[Entries shown]

/// Credential service
///
/// Registration, login checks, caller resolution and admin user management.

use std::sync::Arc;
use tracing::{debug, info, warn};
use validator::Validate;

use super::error::{ServiceError, ServiceResult};
use crate::auth::password::{hash_password, verify_password};
use crate::auth::policy::{authorize, Action, Caller, Resource};
use crate::models::user::{NewUser, RegisterUser, Role, User, UserResponse};
use crate::store::UserStore;

/// Seed account created at start-up when configured
#[derive(Debug, Clone)]
pub struct AdminSeed {
    pub username: String,
    pub email: String,
    pub password: String,
}

#[derive(Clone)]
pub struct UserService {
    store: Arc<dyn UserStore>,
}

impl UserService {
    pub fn new(store: Arc<dyn UserStore>) -> Self {
        Self { store }
    }

    /// Registers a new account with role `user`
    ///
    /// # Errors
    ///
    /// `Validation` for malformed input, `EmailTaken` / `UsernameTaken` when
    /// the address or name is in use (also when a concurrent registration
    /// wins the race).
    pub async fn register(&self, input: RegisterUser) -> ServiceResult<UserResponse> {
        input.validate()?;

        if self.store.find_user_by_email(&input.email).await?.is_some() {
            return Err(ServiceError::EmailTaken);
        }
        if self
            .store
            .find_user_by_username(&input.username)
            .await?
            .is_some()
        {
            return Err(ServiceError::UsernameTaken);
        }

        let password_hash = hash_password(&input.password)?;
        let user = self
            .store
            .insert_user(NewUser {
                username: input.username,
                email: input.email,
                password_hash,
                role: Role::User,
            })
            .await?;

        info!(user_id = user.id, username = %user.username, "User registered");
        Ok(user.into())
    }

    /// Checks a username/password pair
    ///
    /// Returns `None` for an unknown user and for a wrong password alike.
    pub async fn authenticate(&self, username: &str, password: &str) -> ServiceResult<Option<User>> {
        let Some(user) = self.store.find_user_by_username(username).await? else {
            debug!(username, "Login for unknown user");
            return Ok(None);
        };

        if verify_password(password, &user.password_hash)? {
            Ok(Some(user))
        } else {
            debug!(user_id = user.id, "Login with wrong password");
            Ok(None)
        }
    }

    /// Resolves a token subject to a caller
    ///
    /// A token for a user that has since been deleted resolves to `None`.
    pub async fn resolve_caller(&self, username: &str) -> ServiceResult<Option<Caller>> {
        Ok(self
            .store
            .find_user_by_username(username)
            .await?
            .map(|user| Caller::from(&user)))
    }

    pub async fn get(&self, caller: &Caller, id: i64) -> ServiceResult<UserResponse> {
        ServiceError::check(
            authorize(Some(caller), Action::ReadUser, Resource::User { id }),
            "read users",
        )?;

        self.store
            .find_user(id)
            .await?
            .map(UserResponse::from)
            .ok_or_else(|| ServiceError::not_found("user", id))
    }

    pub async fn list(&self, caller: &Caller) -> ServiceResult<Vec<UserResponse>> {
        ServiceError::check(
            authorize(Some(caller), Action::ListUsers, Resource::None),
            "list users",
        )?;

        let users = self.store.list_users().await?;
        Ok(users.iter().map(UserResponse::from).collect())
    }

    /// Deletes a user
    ///
    /// # Errors
    ///
    /// `Conflict` while the user is the creator of any task.
    pub async fn delete(&self, caller: &Caller, id: i64) -> ServiceResult<UserResponse> {
        ServiceError::check(
            authorize(Some(caller), Action::DeleteUser, Resource::User { id }),
            "delete users",
        )?;

        let removed = self
            .store
            .delete_user(id)
            .await?
            .ok_or_else(|| ServiceError::not_found("user", id))?;

        info!(user_id = id, caller = %caller.username, "User deleted");
        Ok(removed.into())
    }

    pub async fn change_role(
        &self,
        caller: &Caller,
        id: i64,
        role: Role,
    ) -> ServiceResult<UserResponse> {
        ServiceError::check(
            authorize(Some(caller), Action::ChangeRole, Resource::User { id }),
            "change roles",
        )?;

        let user = self
            .store
            .set_role(id, role)
            .await?
            .ok_or_else(|| ServiceError::not_found("user", id))?;

        info!(user_id = id, role = %role, caller = %caller.username, "User role changed");
        Ok(user.into())
    }

    /// Ensures the seed admin exists
    ///
    /// An existing account with the same username is promoted to admin if
    /// needed; its password is left alone.
    pub async fn bootstrap_admin(&self, seed: &AdminSeed) -> ServiceResult<UserResponse> {
        if let Some(existing) = self.store.find_user_by_username(&seed.username).await? {
            if existing.role == Role::Admin {
                debug!(user_id = existing.id, "Bootstrap admin already present");
                return Ok(existing.into());
            }

            warn!(user_id = existing.id, "Promoting existing bootstrap account to admin");
            let promoted = self
                .store
                .set_role(existing.id, Role::Admin)
                .await?
                .ok_or_else(|| ServiceError::not_found("user", existing.id))?;
            return Ok(promoted.into());
        }

        let password_hash = hash_password(&seed.password)?;
        let admin = self
            .store
            .insert_user(NewUser {
                username: seed.username.clone(),
                email: seed.email.clone(),
                password_hash,
                role: Role::Admin,
            })
            .await?;

        info!(user_id = admin.id, username = %admin.username, "Bootstrap admin created");
        Ok(admin.into())
    }

    pub async fn ping(&self) -> ServiceResult<()> {
        Ok(self.store.ping().await?)
    }
}

#[cfg(test)]
mod tests {
    use super::*;
    use crate::store::memory::InMemoryStore;

    fn service() -> (UserService, Arc<InMemoryStore>) {
        let store = Arc::new(InMemoryStore::new());
        (UserService::new(store.clone()), store)
    }

    fn registration(username: &str, email: &str) -> RegisterUser {
        RegisterUser {
            username: username.to_string(),
            email: email.to_string(),
            password: "password123".to_string(),
        }
    }

    async fn seeded_caller(store: &InMemoryStore, username: &str, role: Role) -> Caller {
        let user = store
            .insert_user(NewUser {
                username: username.to_string(),
                email: format!("{username}@example.com"),
                password_hash: hash_password("password123").unwrap(),
                role,
            })
            .await
            .unwrap();
        Caller::from(&user)
    }

    #[tokio::test]
    async fn test_register_always_creates_plain_user() {
        let (users, _) = service();
        let created = users
            .register(registration("alice", "alice@example.com"))
            .await
            .unwrap();

        assert_eq!(created.role, Role::User);
        assert_eq!(created.username, "alice");
    }

    #[tokio::test]
    async fn test_register_same_email_twice() {
        let (users, store) = service();
        let first = users
            .register(registration("alice", "alice@example.com"))
            .await
            .unwrap();

        let second = users
            .register(registration("alice2", "alice@example.com"))
            .await;
        assert!(matches!(second, Err(ServiceError::EmailTaken)));

        let still_there = store.find_user(first.id).await.unwrap();
        assert_eq!(still_there.map(|u| u.email), Some("alice@example.com".to_string()));
    }

    #[tokio::test]
    async fn test_register_same_username_twice() {
        let (users, _) = service();
        users
            .register(registration("alice", "alice@example.com"))
            .await
            .unwrap();

        let second = users.register(registration("alice", "other@example.com")).await;
        assert!(matches!(second, Err(ServiceError::UsernameTaken)));
    }

    #[tokio::test]
    async fn test_register_rejects_invalid_input() {
        let (users, _) = service();
        let result = users.register(registration("al", "not-an-email")).await;

        let Err(ServiceError::Validation(fields)) = result else {
            panic!("expected validation error");
        };
        assert_eq!(fields.len(), 2);
    }

    #[tokio::test]
    async fn test_authenticate_does_not_distinguish_failures() {
        let (users, _) = service();
        users
            .register(registration("alice", "alice@example.com"))
            .await
            .unwrap();

        let ok = users.authenticate("alice", "password123").await.unwrap();
        assert_eq!(ok.map(|u| u.username), Some("alice".to_string()));

        assert!(users.authenticate("alice", "wrong-pass").await.unwrap().is_none());
        assert!(users.authenticate("nobody", "password123").await.unwrap().is_none());
    }

    #[tokio::test]
    async fn test_get_user_requires_admin_or_manager() {
        let (users, store) = service();
        let admin = seeded_caller(&store, "root", Role::Admin).await;
        let manager = seeded_caller(&store, "boss", Role::Manager).await;
        let plain = seeded_caller(&store, "joe", Role::User).await;

        assert!(users.get(&admin, plain.id).await.is_ok());
        assert!(users.get(&manager, plain.id).await.is_ok());
        assert!(matches!(
            users.get(&plain, plain.id).await,
            Err(ServiceError::Forbidden(_))
        ));
        assert!(matches!(
            users.get(&admin, 999).await,
            Err(ServiceError::NotFound(_))
        ));
    }

    #[tokio::test]
    async fn test_delete_user_is_admin_only() {
        let (users, store) = service();
        let admin = seeded_caller(&store, "root", Role::Admin).await;
        let manager = seeded_caller(&store, "boss", Role::Manager).await;
        let plain = seeded_caller(&store, "joe", Role::User).await;

        assert!(matches!(
            users.delete(&manager, plain.id).await,
            Err(ServiceError::Forbidden(_))
        ));
        assert!(store.find_user(plain.id).await.unwrap().is_some());

        let removed = users.delete(&admin, plain.id).await.unwrap();
        assert_eq!(removed.id, plain.id);
        assert!(store.find_user(plain.id).await.unwrap().is_none());
    }

    #[tokio::test]
    async fn test_change_role() {
        let (users, store) = service();
        let admin = seeded_caller(&store, "root", Role::Admin).await;
        let plain = seeded_caller(&store, "joe", Role::User).await;

        let promoted = users
            .change_role(&admin, plain.id, Role::Manager)
            .await
            .unwrap();
        assert_eq!(promoted.role, Role::Manager);

        assert!(matches!(
            users.change_role(&plain, admin.id, Role::User).await,
            Err(ServiceError::Forbidden(_))
        ));
    }

    #[tokio::test]
    async fn test_bootstrap_admin_is_idempotent() {
        let (users, store) = service();
        let seed = AdminSeed {
            username: "admin".to_string(),
            email: "admin@example.com".to_string(),
            password: "admin-password".to_string(),
        };

        let first = users.bootstrap_admin(&seed).await.unwrap();
        let second = users.bootstrap_admin(&seed).await.unwrap();

        assert_eq!(first.id, second.id);
        assert_eq!(second.role, Role::Admin);
        assert_eq!(store.list_users().await.unwrap().len(), 1);
    }

    #[tokio::test]
    async fn test_resolve_caller() {
        let (users, store) = service();
        let joe = seeded_caller(&store, "joe", Role::User).await;

        assert_eq!(users.resolve_caller("joe").await.unwrap(), Some(joe));
        assert_eq!(users.resolve_caller("ghost").await.unwrap(), None);
    }
}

[/Entries shown]

• Description of the task
Set down precisely the lines above between the line holding "fn registration(username: &str, email: &str)" and the line holding "role: Role) ->", inclusive, and nothing beyond them.

• Task result
    fn registration(username: &str, email: &str) -> RegisterUser {
        RegisterUser {
            username: username.to_string(),
            email: email.to_string(),
            password: "password123".to_string(),
        }
    }

    async fn seeded_caller(store: &InMemoryStore, username: &str, role: Role) -> Caller {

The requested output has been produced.